Abstract
THIS part of Helmholtz's essays reminds us in many respects of Tyndall's lectures—in their clear and eloquent language, eminently adapted for popular comprehension, their freedom from technical expressions, except where these are unavoidable, and in the original mode in which well-known facts are dealt with and used to illustrate profound scientific truths. The work contains six lectures, of which three are devoted to recent advances in the theory of vision, one to the correlation of the physical forces, one to the conservation of force, and the last to the objects and advances of science. In the three lectures devoted to the eye, whilst extolling its perfection as an instrument in the mode in which we use it, he points out its various defects; the blind spot, the blind lines and striæ corresponding to the vessels, its incapacity to focus equally red and violet rays, the want of uniformity in its refraction as indicated by the lines that appear to proceed from a star, &c. He discusses the various colours of the spectrum,and represents this not in the mode usually adopted of a circle with segments of various sizes corresponding to the several primary colours, but as a triangle, of which green, violet, and red occupy the angles, and blue, yellow, and purple the sides, white having an eccentric position near the yellow.

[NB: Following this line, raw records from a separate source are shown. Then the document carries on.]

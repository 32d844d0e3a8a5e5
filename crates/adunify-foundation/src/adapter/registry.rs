//! Memoizing adapter registry
//!
//! Holds a fixed, ordered set of adapters and answers "which adapter serves
//! kind K?" with the most specific registration. Successful answers are
//! cached for the registry's lifetime; failed lookups are not, so an
//! adapter that becomes initialized later can still satisfy them.

use std::collections::HashMap;
use std::sync::Arc;

use adunify_kernel::error::MediationResult;
use adunify_kernel::kind::{AdKind, KindGraph};
use adunify_kernel::lifecycle::Lifecycle;
use parking_lot::RwLock;
use tracing::debug;

use super::specificity::best_match;

/// An entry that declares the kind it serves.
///
/// Lifecycle is a supertrait so the registry can skip entries that are not
/// yet initialized.
pub trait Registered: Lifecycle {
    fn serviced_kind(&self) -> AdKind;
}

impl<T: Registered + ?Sized> Registered for Box<T> {
    fn serviced_kind(&self) -> AdKind {
        (**self).serviced_kind()
    }
}

/// Which entries take part in scored resolution.
#[derive(Debug, Clone, Copy, PartialEq, Eq, Default)]
pub enum ResolveFilter {
    /// Every registered entry
    #[default]
    All,
    /// Only entries whose lifecycle reports initialized
    InitializedOnly,
}

/// Adapter registry with a per-kind resolution cache.
///
/// The cache is seeded with each entry's declared kind (first registration
/// wins on duplicates) and grows on successful lookups only. Seeded entries
/// are returned without consulting [`ResolveFilter`].
pub struct AdapterRegistry<T> {
    graph: Arc<KindGraph>,
    entries: Vec<T>,
    cache: RwLock<HashMap<AdKind, usize>>,
    filter: ResolveFilter,
}

impl<T: Registered> AdapterRegistry<T> {
    /// Registry where every entry takes part in resolution.
    pub fn new(graph: Arc<KindGraph>, entries: impl IntoIterator<Item = T>) -> MediationResult<Self> {
        Self::with_filter(graph, entries, ResolveFilter::All)
    }

    /// Registry where only initialized entries take part in scored resolution.
    pub fn initialized_only(
        graph: Arc<KindGraph>,
        entries: impl IntoIterator<Item = T>,
    ) -> MediationResult<Self> {
        Self::with_filter(graph, entries, ResolveFilter::InitializedOnly)
    }

    pub fn with_filter(
        graph: Arc<KindGraph>,
        entries: impl IntoIterator<Item = T>,
        filter: ResolveFilter,
    ) -> MediationResult<Self> {
        let entries: Vec<T> = entries.into_iter().collect();
        let mut cache = HashMap::with_capacity(entries.len());
        for (index, entry) in entries.iter().enumerate() {
            let kind = entry.serviced_kind();
            graph.ensure_contains(kind)?;
            cache.entry(kind).or_insert(index);
        }

        Ok(Self {
            graph,
            entries,
            cache: RwLock::new(cache),
            filter,
        })
    }

    pub fn graph(&self) -> &Arc<KindGraph> {
        &self.graph
    }

    pub fn filter(&self) -> ResolveFilter {
        self.filter
    }

    /// Index of the entry that serves `kind`, resolving and caching on a miss.
    pub fn resolve_index(&self, kind: AdKind) -> Option<usize> {
        if let Some(&index) = self.cache.read().get(&kind) {
            debug!(kind = self.graph.name(kind), index, "resolution cache hit");
            return Some(index);
        }

        let candidates = self
            .entries
            .iter()
            .enumerate()
            .filter(|(_, entry)| match self.filter {
                ResolveFilter::All => true,
                ResolveFilter::InitializedOnly => entry.is_initialized(),
            })
            .map(|(index, entry)| (index, entry.serviced_kind()));

        let Some(index) = best_match(&self.graph, candidates, kind) else {
            debug!(kind = self.graph.name(kind), "no adapter serves kind");
            return None;
        };

        // A concurrent resolver may have won the race; keep its answer.
        let index = *self.cache.write().entry(kind).or_insert(index);
        debug!(kind = self.graph.name(kind), index, "resolved and cached");
        Some(index)
    }

    /// Entry that serves `kind`.
    pub fn resolve(&self, kind: AdKind) -> Option<&T> {
        self.resolve_index(kind).and_then(|index| self.entries.get(index))
    }

    pub fn resolve_mut(&mut self, kind: AdKind) -> Option<&mut T> {
        let index = self.resolve_index(kind)?;
        self.entries.get_mut(index)
    }

    /// Every entry able to serve `kind`, in registration order, with its index.
    ///
    /// Ignores the cache and [`ResolveFilter`].
    pub fn compatible(&self, kind: AdKind) -> impl Iterator<Item = (usize, &T)> + '_ {
        self.entries
            .iter()
            .enumerate()
            .filter(move |(_, entry)| self.graph.is_assignable(entry.serviced_kind(), kind))
    }

    pub fn is_cached(&self, kind: AdKind) -> bool {
        self.cache.read().contains_key(&kind)
    }

    /// Kinds with a cached resolution, in no particular order.
    pub fn cached_kinds(&self) -> Vec<AdKind> {
        self.cache.read().keys().copied().collect()
    }

    pub fn len(&self) -> usize {
        self.entries.len()
    }

    pub fn is_empty(&self) -> bool {
        self.entries.is_empty()
    }

    pub fn get(&self, index: usize) -> Option<&T> {
        self.entries.get(index)
    }

    pub fn get_mut(&mut self, index: usize) -> Option<&mut T> {
        self.entries.get_mut(index)
    }

    pub fn iter(&self) -> std::slice::Iter<'_, T> {
        self.entries.iter()
    }

    pub fn iter_mut(&mut self) -> std::slice::IterMut<'_, T> {
        self.entries.iter_mut()
    }

    /// Drop every entry and forget every cached resolution.
    pub fn clear(&mut self) {
        self.entries.clear();
        self.cache.get_mut().clear();
    }
}

impl<T> std::fmt::Debug for AdapterRegistry<T> {
    fn fmt(&self, f: &mut std::fmt::Formatter<'_>) -> std::fmt::Result {
        f.debug_struct("AdapterRegistry")
            .field("entries", &self.entries.len())
            .field("cached", &self.cache.read().len())
            .field("filter", &self.filter)
            .finish()
    }
}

Violet, which he was formerly indisposed to regard as a primary colour, he again admits, and he seems inclined to advocate, as best explaining the phenomena of colour-blindness, the views of Young: that there are special nerves for perceiving red, green, and violet rays, an opinion that is less surprising in view of Brown Sequard's conclusions in regard to the number of channels for special sensations contained in the spinal cord, and which is also supported by the remarkable specialisation shown by Helmholtz himself to occur in the branches of the auditory nerve indicated by the phenomena of certain defects of hearing. The chapters on the correlation of the physical forces and the conservation of force, subjects that are now familiar to most scientific Englishmen, are very interesting, as being, to use the German phrase, amongst the original path-breaking essays on these subjects.
Populäre Wissenschaftliche Vorträge.
Von H. Helmholtz. 2tes Heft. (Braunschweig: Verlag von F. Wieweg. London: Williams and Norgate.)